Find every line in the records that holds the string "bytes". Copy each one.
___ Provided data ___
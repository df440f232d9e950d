use std::fs;
use std::path::PathBuf;
use std::sync::atomic::{AtomicUsize, Ordering};
use std::sync::Arc;

use quran_typeset::{select_chapters, Chapter, ChapterMeta};
use quran_typeset_render::{
    decode_document, typeset_corpus, write_document, DrawCommand, HeuristicShaper, OutputFormat,
    PageAnnotationKind, PageRecorder, QuarterLabel, TypesetConfig, TypesetError, Typesetter,
};

static NONCE: AtomicUsize = AtomicUsize::new(0);

fn temp_dir(name: &str) -> PathBuf {
    let mut dir = std::env::temp_dir();
    dir.push(format!(
        "quran-typeset-render-{}-{}-{}",
        name,
        std::process::id(),
        NONCE.fetch_add(1, Ordering::Relaxed)
    ));
    fs::create_dir_all(&dir).expect("create temp dir");
    dir
}

const VERSE: &str = "الحمد لله رب العالمين الرحمن الرحيم مالك يوم الدين";

fn chapter(number: usize, verses: Vec<String>) -> Chapter {
    let meta = ChapterMeta {
        name: "البقرة".to_string(),
        place: "مدنية".to_string(),
        opening: true,
        verses: None,
    };
    Chapter::from_verses(number, meta, &verses)
}

/// A long chapter with a quarter marker every few verses.
fn marked_chapter(number: usize, verses: usize, every: usize) -> Chapter {
    let verses = (0..verses)
        .map(|n| {
            if n > 0 && n % every == 0 {
                format!("\u{06DE}\u{00A0}{}", VERSE)
            } else {
                VERSE.to_string()
            }
        })
        .collect();
    chapter(number, verses)
}

#[test]
fn quarter_counter_rises_by_one_per_marker_across_pages() {
    let chapters = vec![marked_chapter(2, 60, 5), marked_chapter(3, 40, 4)];
    let expected: usize = chapters.iter().map(Chapter::quarter_marks).sum();

    let mut typesetter = Typesetter::with_heuristic_shaper(TypesetConfig::default());
    let mut recorder = PageRecorder::new(396.0, 540.0);
    let summary = typesetter.typeset(&chapters, &mut recorder).expect("typeset");
    assert!(summary.pages > 2, "marks must span several pages");
    assert_eq!(summary.quarter_marks, expected);
    assert_eq!(typesetter.quarter_counter(), expected + 1);

    let labels: Vec<String> = recorder
        .pages()
        .iter()
        .flat_map(|page| page.annotations.iter())
        .filter(|a| a.kind == PageAnnotationKind::Quarter)
        .filter_map(|a| a.value.clone())
        .collect();
    assert_eq!(labels.len(), expected);
    for (idx, label) in labels.iter().enumerate() {
        assert_eq!(*label, QuarterLabel::for_counter(idx + 1).lines().join(" "));
    }
}

#[test]
fn pages_are_numbered_in_order_and_fit_the_page_height() {
    let config = TypesetConfig::default();
    let mut typesetter = Typesetter::with_heuristic_shaper(config.clone());
    let lines = typesetter
        .compose_lines(&[marked_chapter(2, 50, 7)])
        .expect("lines");
    let pages = typesetter.compose_pages(lines).expect("pages");
    for (idx, page) in pages.iter().enumerate() {
        assert_eq!(page.number, idx + 1);
        assert!(page.line_count() <= config.lines_per_page);
        assert!(page.height() <= config.page_height_target() + 1e-6);
    }
}

#[test]
fn typesets_a_corpus_directory_into_both_formats() {
    let dir = temp_dir("corpus");
    fs::write(dir.join("meta.txt"), "الفاتحة\tمكية\t0\nالبقرة\tمدنية\n").expect("meta");
    fs::write(dir.join("001.txt"), format!("{}\n{}\n", VERSE, VERSE)).expect("001");
    fs::write(
        dir.join("002.txt"),
        format!("الم\n\u{06DE}\u{00A0}{}\nكلمة \u{06E9}سجدة\n", VERSE),
    )
    .expect("002");

    let selection = select_chapters(&[1, 2]).expect("selection");
    let document = typeset_corpus(
        &dir,
        &selection,
        TypesetConfig::default(),
        Arc::new(HeuristicShaper::new(11.5)),
    )
    .expect("document");
    assert_eq!(document.page_width, 396.0);
    assert!(!document.pages.is_empty());
    let first = &document.pages[0];
    assert!(first
        .chrome_commands
        .iter()
        .any(|cmd| matches!(cmd, DrawCommand::Rule(rule) if rule.line_width == 3.0)));
    assert!(document
        .pages
        .iter()
        .flat_map(|p| p.annotations.iter())
        .any(|a| a.kind == PageAnnotationKind::Prostration));

    for format in [OutputFormat::Json, OutputFormat::Postcard] {
        let path = dir.join(format!("out.{}", format.as_str()));
        write_document(&document, &path, format).expect("write");
        let bytes = fs::read(&path).expect("read back");
        assert_eq!(OutputFormat::from_path(&path), format);
        let decoded = decode_document(&bytes, format).expect("decode");
        assert_eq!(decoded.pages.len(), document.pages.len());
        for (read, written) in decoded.pages.iter().zip(&document.pages) {
            assert_eq!(read.page_number, written.page_number);
            assert_eq!(read.merged_commands_len(), written.merged_commands_len());
            assert_eq!(read.annotations, written.annotations);
        }
    }
    let postcard = fs::read(dir.join("out.postcard")).expect("postcard");
    assert_eq!(
        decode_document(&postcard, OutputFormat::Postcard).expect("decode"),
        document
    );
    let _ = fs::remove_dir_all(dir);
}

#[test]
fn missing_chapter_fails_before_layout() {
    let dir = temp_dir("missing");
    fs::write(dir.join("meta.txt"), "الفاتحة\tمكية\t0\n").expect("meta");
    let selection = select_chapters(&[1]).expect("selection");
    let err = typeset_corpus(
        &dir,
        &selection,
        TypesetConfig::default(),
        Arc::new(HeuristicShaper::new(11.5)),
    )
    .expect_err("chapter file is missing");
    assert!(matches!(err, TypesetError::Corpus(_)), "{}", err);
    let _ = fs::remove_dir_all(dir);
}

#[test]
fn narrow_measure_reports_a_fit_error() {
    let config = TypesetConfig {
        text_widths: vec![5.0],
        ..TypesetConfig::default()
    };
    let mut typesetter = Typesetter::with_heuristic_shaper(config);
    let err = typesetter
        .typeset_document(&[chapter(1, vec![VERSE.to_string()])])
        .expect_err("words wider than the measure");
    assert!(matches!(err, TypesetError::Break(_)), "{}", err);
}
___
:: Written answer ::
        let bytes = fs::read(&path).expect("read back");
        let decoded = decode_document(&bytes, format).expect("decode");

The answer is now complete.